GRASS GSoC 2013 GRASS GIS Interactive Scatter Plot Tool

From GRASS-Wiki
Jump to navigation Jump to search

(See also other GRASS GSoC 2013 projects)

Student Name: Stepan Turek, Czech Technical University in Prague
Organization: OSGeo - Open Source Geospatial Foundation
Mentor Name: Martin Landa Backup mentor: Michael Barton
Title: GRASS GIS Interactive Scatter Plot Tool

Goal of the project is development of interactive scatter plot tool, which will be integrated into wxGUI. The tool will improve GRASS GIS supervised classification workflow. Also it will be useful for raster data analysis in general. Additional goal is extension of GRASS GIS plotting capability by integration of Matplotlib plotting library into wxGUI.



Common analysis, performed on remote sensing data, is supervised classification. GRASS GIS offers necessary tools needed for performing classification workflow. However, there are some weak spots, which can be improved.

One of such a spot is limited real time analyzing of classes (categories) according to chosen data in training areas. Recently, the process of training area selection has been significantly improved by wxGUI Supervised Classification Tool. This tool simplifies definition of classes and their training areas. It also allows to show some basic statistics for classes and bands.

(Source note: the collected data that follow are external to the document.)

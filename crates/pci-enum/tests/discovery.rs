mod common;

use pci_enum::{regs, ConfigAccess, DeviceKind, PciBdf, PciError};
use pci_sim::{FaultMode, SimBar, SimFunction};

use common::{bridge, endpoint, node, platform, session};

#[test]
fn walks_nested_bridges_depth_first() {
    let bus = platform(vec![
        (
            1,
            0,
            bridge()
                .with_child(0, 0, bridge().with_child(0, 0, endpoint(0x10)))
                .with_child(1, 0, endpoint(0x11)),
        ),
        (2, 0, bridge().with_child(4, 0, endpoint(0x12))),
        (3, 0, endpoint(0x13)),
    ]);
    let mut session = session(bus);
    let report = session.enumerate().unwrap();
    assert_eq!(report.devices, 7);
    assert_eq!(report.discovery.functions, 7);
    assert!(report.discovery.aborted.is_empty());

    let tree = session.tree();
    let numbers = |bdf| {
        let state = node(tree, bdf).bridge.clone().unwrap();
        (state.primary, state.secondary, state.subordinate)
    };
    assert_eq!(numbers(PciBdf::new(0, 1, 0)), (0, 1, 2));
    assert_eq!(numbers(PciBdf::new(1, 0, 0)), (1, 2, 2));
    assert_eq!(numbers(PciBdf::new(0, 2, 0)), (0, 3, 3));
    assert_eq!(node(tree, PciBdf::new(2, 0, 0)).kind, DeviceKind::Endpoint);
    assert_eq!(node(tree, PciBdf::new(3, 4, 0)).header.device_id(), 0x12);

    let root = tree.roots()[0];
    assert_eq!(tree.node(root).unwrap().bridge.as_ref().unwrap().subordinate, 3);

    // The hardware registers agree with the tree.
    let sim = session.config_access_mut();
    let bdf = PciBdf::new(0, 1, 0);
    assert_eq!(sim.read_u8(bdf, regs::SECONDARY_BUS).unwrap(), 1);
    assert_eq!(sim.read_u8(bdf, regs::SUBORDINATE_BUS).unwrap(), 2);
}

#[test]
fn multi_function_devices_are_scanned_past_function_zero() {
    let bus = platform(vec![
        (5, 0, endpoint(0x20)),
        (5, 3, endpoint(0x23)),
        // No function 0: the slot is empty as far as discovery is concerned.
        (6, 2, endpoint(0x30)),
    ]);
    let mut session = session(bus);
    session.enumerate().unwrap();
    let tree = session.tree();
    assert!(tree.find(PciBdf::new(0, 5, 0)).is_some());
    assert!(tree.find(PciBdf::new(0, 5, 3)).is_some());
    assert!(tree.find(PciBdf::new(0, 6, 2)).is_none());
}

#[test]
fn legacy_and_cardbus_bridges_are_leaves() {
    let isa = SimFunction::endpoint(0x8086, 0x7000)
        .with_class(regs::CLASS_BRIDGE, regs::SUBCLASS_ISA_BRIDGE);
    let bus = platform(vec![(1, 0, isa), (2, 0, endpoint(1))]);
    let mut session = session(bus);
    session.enumerate().unwrap();
    let isa = node(session.tree(), PciBdf::new(0, 1, 0));
    assert_eq!(isa.kind, DeviceKind::LegacyBridge);
    assert!(isa.children().is_empty());
    assert!(isa.bridge.is_none());
}

#[test]
fn read_fault_aborts_only_the_affected_sub_tree() {
    let bus = platform(vec![
        (
            1,
            0,
            bridge().with_child(0, 0, endpoint(0x40).with_fault(FaultMode::Reads)),
        ),
        (2, 0, endpoint(0x41).with_bar(0, SimBar::mem32(0x1000))),
    ]);
    let mut session = session(bus);
    let report = session.enumerate().unwrap();

    assert_eq!(report.discovery.aborted.len(), 1);
    let (bridge_bdf, err) = &report.discovery.aborted[0];
    assert_eq!(*bridge_bdf, PciBdf::new(0, 1, 0));
    assert!(matches!(err, PciError::DeviceFault { .. }));

    let tree = session.tree();
    assert!(node(tree, PciBdf::new(0, 1, 0)).children().is_empty());
    let sibling = node(tree, PciBdf::new(0, 2, 0));
    assert!(sibling.committed);
    assert!(sibling.bars[0].is_some());
}

#[test]
fn bar_probe_fault_keeps_the_function_without_windows() {
    let bus = platform(vec![(
        3,
        0,
        endpoint(0x50)
            .with_bar(0, SimBar::mem32(0x1000))
            .with_fault(FaultMode::BarProbe),
    )]);
    let mut session = session(bus);
    let report = session.enumerate().unwrap();
    let bdf = PciBdf::new(0, 3, 0);
    assert!(report.discovery.probe_faults.iter().any(|(at, _)| *at == bdf));
    let device = node(session.tree(), bdf);
    assert!(device.bars().next().is_none());
}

GRASS GIS has Bivariate Scatterplot Tool, which creates scatter plot for selected bands combination. However this tool is not connected with the Supervised Classification Tool and therefore it can not be used in process of training areas selection.



The idea

Main idea of the project is development of tool, which would allow to look at raster data from new points of view unveiling relations, which otherwise would stay hidden.

The tool would be fully integrated into wxGUI therefore it will be connected with already existing components (Map display window and the Supervised Classification Tool).

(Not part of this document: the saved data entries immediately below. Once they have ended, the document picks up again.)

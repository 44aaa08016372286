//! Commits assigned addresses into BARs, expansion ROMs and bridge windows.
//!
//! Every pool's base is its parent entry's base plus the entry's layout offset, so assignment is
//! a single top-down walk. Writes are plain register stores of the final values, which makes
//! reprogramming with the same bases a no-op.

use std::collections::BTreeMap;

use tracing::{debug, warn};

use crate::access::ConfigAccess;
use crate::builder::ResourceMap;
use crate::config::Window;
use crate::degrade::BridgeDecode;
use crate::error::{PciError, Result};
use crate::pool::{EntrySource, ResourceClass};
use crate::regs::{self, Command};
use crate::tree::{DeviceKind, DeviceNode, DeviceTree, NodeId};
use crate::PciBdf;

/// Base address per aperture class, indexed by [`ResourceClass::index`].
pub type ApertureBases = [Option<u64>; 5];

#[derive(Debug, Default, Clone)]
pub struct ProgramReport {
    pub programmed: Vec<PciBdf>,
    /// Entries that received no address: their pool was not allocated or was capped short.
    pub unassigned: Vec<EntrySource>,
    pub faults: Vec<(PciBdf, PciError)>,
}

impl ProgramReport {
    pub fn merge(&mut self, other: ProgramReport) {
        self.programmed.extend(other.programmed);
        self.unassigned.extend(other.unassigned);
        self.faults.extend(other.faults);
    }
}

#[derive(Debug, Default)]
struct DevicePlan {
    bars: Vec<(u8, u64)>,
    rom: Option<u64>,
    windows: [Option<Window>; 5],
}

/// Assigns and programs everything beneath bridge `top`, whose pools start at `bases`.
///
/// `top` itself is not written: a root bridge has no registers and a hot-plug bridge keeps the
/// windows it already decodes. A fault while programming one device is recorded and the walk
/// moves on.
pub fn program<C: ConfigAccess + ?Sized>(
    cfg: &mut C,
    tree: &mut DeviceTree,
    map: &ResourceMap,
    top: NodeId,
    bases: &ApertureBases,
) -> Result<ProgramReport> {
    let mut report = ProgramReport::default();
    let plans = plan(tree, map, top, bases, &mut report)?;

    if let DeviceKind::RootBridge { .. } = tree.node(top)?.kind {
        let resources = map.resources(top)?;
        if let Some(state) = tree.node_mut(top)?.bridge.as_mut() {
            for class in ResourceClass::APERTURES {
                let length = resources.pool(class).length();
                state.windows[class.index()] = bases[class.index()]
                    .filter(|_| length != 0)
                    .map(|base| Window::new(base, length));
            }
        }
    }

    for id in tree.pre_order(top) {
        let Some(plan) = plans.get(&id) else {
            continue;
        };
        let node = tree.node_mut(id)?;
        match program_device(cfg, node, plan) {
            Ok(()) => {
                node.committed = true;
                report.programmed.push(node.bdf);
            }
            Err(err) => {
                warn!(bdf = %node.bdf, error = %err, "programming failed; device left disabled");
                node.committed = false;
                report.faults.push((node.bdf, err));
            }
        }
    }
    Ok(report)
}

fn plan(
    tree: &DeviceTree,
    map: &ResourceMap,
    top: NodeId,
    bases: &ApertureBases,
    report: &mut ProgramReport,
) -> Result<BTreeMap<NodeId, DevicePlan>> {
    let mut plans: BTreeMap<NodeId, DevicePlan> = BTreeMap::new();
    let mut queue = vec![(top, *bases)];
    while let Some((bridge, bases)) = queue.pop() {
        let Some(resources) = map.get(bridge) else {
            continue;
        };
        let mut child_bases: BTreeMap<NodeId, ApertureBases> = BTreeMap::new();
        for pool in resources.pools() {
            let base = bases[pool.class().index()];
            for entry in pool.entries() {
                let Some(base) = base.filter(|_| entry.end() <= pool.length()) else {
                    report.unassigned.push(entry.source);
                    continue;
                };
                let address = base.saturating_add(entry.offset);
                match entry.source {
                    EntrySource::Bar { node, index } => {
                        plans.entry(node).or_default().bars.push((index, address));
                    }
                    EntrySource::Rom { node } => {
                        plans.entry(node).or_default().rom = Some(address);
                    }
                    EntrySource::Bridge { node, class } => {
                        let length = map
                            .get(node)
                            .map(|child| child.pool(class).length())
                            .unwrap_or(entry.length);
                        plans.entry(node).or_default().windows[class.index()] =
                            Some(Window::new(address, length));
                        child_bases.entry(node).or_insert([None; 5])[class.index()] =
                            Some(address);
                    }
                    EntrySource::Padding { .. } => {}
                }
            }
        }

        // Child bridges without any assigned window still get their windows closed.
        for &child in tree.node(bridge)?.children() {
            if tree.get(child).is_some_and(|node| node.is_bridge()) {
                plans.entry(child).or_default();
                child_bases.entry(child).or_insert([None; 5]);
            }
        }
        queue.extend(child_bases);
    }
    Ok(plans)
}

fn program_device<C: ConfigAccess + ?Sized>(
    cfg: &mut C,
    node: &mut DeviceNode,
    plan: &DevicePlan,
) -> Result<()> {
    let bdf = node.bdf;
    let mut command = Command::empty();

    if node.kind == DeviceKind::PciBridge {
        if let Some(state) = node.bridge.as_mut() {
            program_windows(cfg, bdf, state.decode, &plan.windows)?;
            state.windows = plan.windows;
            if plan.windows[ResourceClass::Io16.index()].is_some() {
                command |= Command::IO_SPACE;
            }
            if plan.windows[1..].iter().any(Option::is_some) {
                command |= Command::MEMORY_SPACE;
            }
            command |= Command::BUS_MASTER;
        }
    }

    for &(index, address) in &plan.bars {
        let Some(bar) = node.bars.get_mut(usize::from(index)).and_then(Option::as_mut) else {
            return Err(PciError::NotFound("BAR"));
        };
        let offset = regs::bar_offset(index);
        if bar.class == ResourceClass::Io16 {
            write_verified(cfg, bdf, offset, address as u32, !regs::BAR_IO_FLAGS_MASK)?;
            command |= Command::IO_SPACE;
        } else {
            write_verified(cfg, bdf, offset, address as u32, !regs::BAR_MEM_FLAGS_MASK)?;
            if bar.class.is_64bit() {
                write_verified(cfg, bdf, offset + 4, (address >> 32) as u32, u32::MAX)?;
            }
            command |= Command::MEMORY_SPACE;
        }
        bar.base = address;
        debug!(bdf = %bdf, bar = index, base = format_args!("{address:#x}"), "programmed BAR");
    }

    if let (Some(address), Some(rom)) = (plan.rom, node.rom.as_mut()) {
        if let Some(offset) = regs::rom_offset(node.header.layout()) {
            // Left disabled; enabling decode of the image belongs to the ROM loader.
            write_verified(
                cfg,
                bdf,
                offset,
                address as u32 & regs::ROM_ADDRESS_MASK,
                regs::ROM_ADDRESS_MASK,
            )?;
            rom.base = address;
        }
    }

    if !command.is_empty() {
        let current = Command::from_bits_retain(cfg.read_u16(bdf, regs::COMMAND)?);
        cfg.write_u16(bdf, regs::COMMAND, (current | command).bits())?;
    }
    Ok(())
}

/// Writes a register and checks that the bits selected by `mask` read back as written.
fn write_verified<C: ConfigAccess + ?Sized>(
    cfg: &mut C,
    bdf: PciBdf,
    offset: u16,
    value: u32,
    mask: u32,
) -> Result<()> {
    cfg.write_u32(bdf, offset, value)?;
    let read = cfg.read_u32(bdf, offset)?;
    if read & mask != value & mask {
        return Err(PciError::DeviceFault { bdf, offset });
    }
    Ok(())
}

/// Programs a PCI-to-PCI bridge's base/limit pairs. Absent windows are closed (base above limit).
fn program_windows<C: ConfigAccess + ?Sized>(
    cfg: &mut C,
    bdf: PciBdf,
    decode: BridgeDecode,
    windows: &[Option<Window>; 5],
) -> Result<()> {
    if decode.contains(BridgeDecode::IO16) {
        let (base, limit) = match windows[ResourceClass::Io16.index()] {
            Some(w) if !w.is_empty() => (w.base, w.limit()),
            _ => (0xF000, 0),
        };
        cfg.write_u8(bdf, regs::IO_BASE, ((base >> 8) & 0xF0) as u8)?;
        cfg.write_u8(bdf, regs::IO_LIMIT, ((limit >> 8) & 0xF0) as u8)?;
        if decode.contains(BridgeDecode::IO32) {
            cfg.write_u16(bdf, regs::IO_BASE_UPPER, (base >> 16) as u16)?;
            cfg.write_u16(bdf, regs::IO_LIMIT_UPPER, (limit >> 16) as u16)?;
        }
    }

    let (base, limit) = match windows[ResourceClass::Mem32.index()] {
        Some(w) if !w.is_empty() => (w.base, w.limit()),
        _ => (0xFFF0_0000, 0),
    };
    cfg.write_u16(bdf, regs::MEMORY_BASE, ((base >> 16) & 0xFFF0) as u16)?;
    cfg.write_u16(bdf, regs::MEMORY_LIMIT, ((limit >> 16) & 0xFFF0) as u16)?;

    if decode.contains(BridgeDecode::PMEM32) {
        let pmem = windows[ResourceClass::PMem64.index()]
            .or(windows[ResourceClass::PMem32.index()])
            .filter(|w| !w.is_empty());
        let (base, limit) = match pmem {
            Some(w) => (w.base, w.limit()),
            None => (0xFFF0_0000, 0),
        };
        cfg.write_u16(bdf, regs::PREFETCH_BASE, ((base >> 16) & 0xFFF0) as u16)?;
        cfg.write_u16(bdf, regs::PREFETCH_LIMIT, ((limit >> 16) & 0xFFF0) as u16)?;
        if decode.contains(BridgeDecode::PMEM64) {
            cfg.write_u32(bdf, regs::PREFETCH_BASE_UPPER, (base >> 32) as u32)?;
            cfg.write_u32(bdf, regs::PREFETCH_LIMIT_UPPER, (limit >> 32) as u32)?;
        }
    }
    debug!(bridge = %bdf, windows = ?windows, "programmed bridge windows");
    Ok(())
}

/// Reads back the windows a PCI-to-PCI bridge currently forwards, indexed like
/// [`ApertureBases`]. A closed window reads as `None`.
pub fn read_bridge_windows<C: ConfigAccess + ?Sized>(
    cfg: &mut C,
    bdf: PciBdf,
    decode: BridgeDecode,
) -> Result<[Option<Window>; 5]> {
    let mut windows = [None; 5];
    let span = |base: u64, limit: u64| (base <= limit).then(|| Window::new(base, limit - base + 1));

    if decode.contains(BridgeDecode::IO16) {
        let mut base = u64::from(cfg.read_u8(bdf, regs::IO_BASE)? & 0xF0) << 8;
        let mut limit = (u64::from(cfg.read_u8(bdf, regs::IO_LIMIT)? & 0xF0) << 8) | 0xFFF;
        if decode.contains(BridgeDecode::IO32) {
            base |= u64::from(cfg.read_u16(bdf, regs::IO_BASE_UPPER)?) << 16;
            limit |= u64::from(cfg.read_u16(bdf, regs::IO_LIMIT_UPPER)?) << 16;
        }
        windows[ResourceClass::Io16.index()] = span(base, limit);
    }

    let base = u64::from(cfg.read_u16(bdf, regs::MEMORY_BASE)? & 0xFFF0) << 16;
    let limit = (u64::from(cfg.read_u16(bdf, regs::MEMORY_LIMIT)? & 0xFFF0) << 16) | 0xF_FFFF;
    windows[ResourceClass::Mem32.index()] = span(base, limit);

    if decode.contains(BridgeDecode::PMEM32) {
        let mut base = u64::from(cfg.read_u16(bdf, regs::PREFETCH_BASE)? & 0xFFF0) << 16;
        let mut limit =
            (u64::from(cfg.read_u16(bdf, regs::PREFETCH_LIMIT)? & 0xFFF0) << 16) | 0xF_FFFF;
        let class = if decode.contains(BridgeDecode::PMEM64) {
            base |= u64::from(cfg.read_u32(bdf, regs::PREFETCH_BASE_UPPER)?) << 32;
            limit |= u64::from(cfg.read_u32(bdf, regs::PREFETCH_LIMIT_UPPER)?) << 32;
            ResourceClass::PMem64
        } else {
            ResourceClass::PMem32
        };
        windows[class.index()] = span(base, limit);
    }
    Ok(windows)
}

Thanks to the connection with the Supervised Classification Tool it will be possible to highlight plotted points according to currently chosen pixels for classes by it's training areas. Thanks to this information user will be able to gradually change configuration of training areas achieving better classes separability during supervised classification. Also the tool will be able to plot confidence ellipses for classes.

The scatter plot tool will be able to work with multiple plots, which will represent multiple raster bands combinations. It will be useful for imagery data, which are usually comprised from more than two bands. All such a plots will be interactively connected, therefore user will be able to define areas in plots and the tool will highlight pixels in map display window and corresponding points in other plots. These areas will be grouped into categories and there will be kind of category manager, which will allow to define the categories plotting order, plotting style etc.

Also it can be used for pure pixels identification. If bands of principal component analysis of analysed imagery data will be added into the tool, it will be possible to identify endmember points, which lie in a corners of PCA space scatter plot. It will be possible to see the pure pixels in map display window and corresponding points in other plots by selection of these points. The pure pixels are suitable to be used as class training areas, because they are not mixed with other classes (endmembers) and therefore they represent only surface of individual class (endmember).

It will be possible to create training areas from scatter plot. This feature could be used for creation of training areas from pure pixels.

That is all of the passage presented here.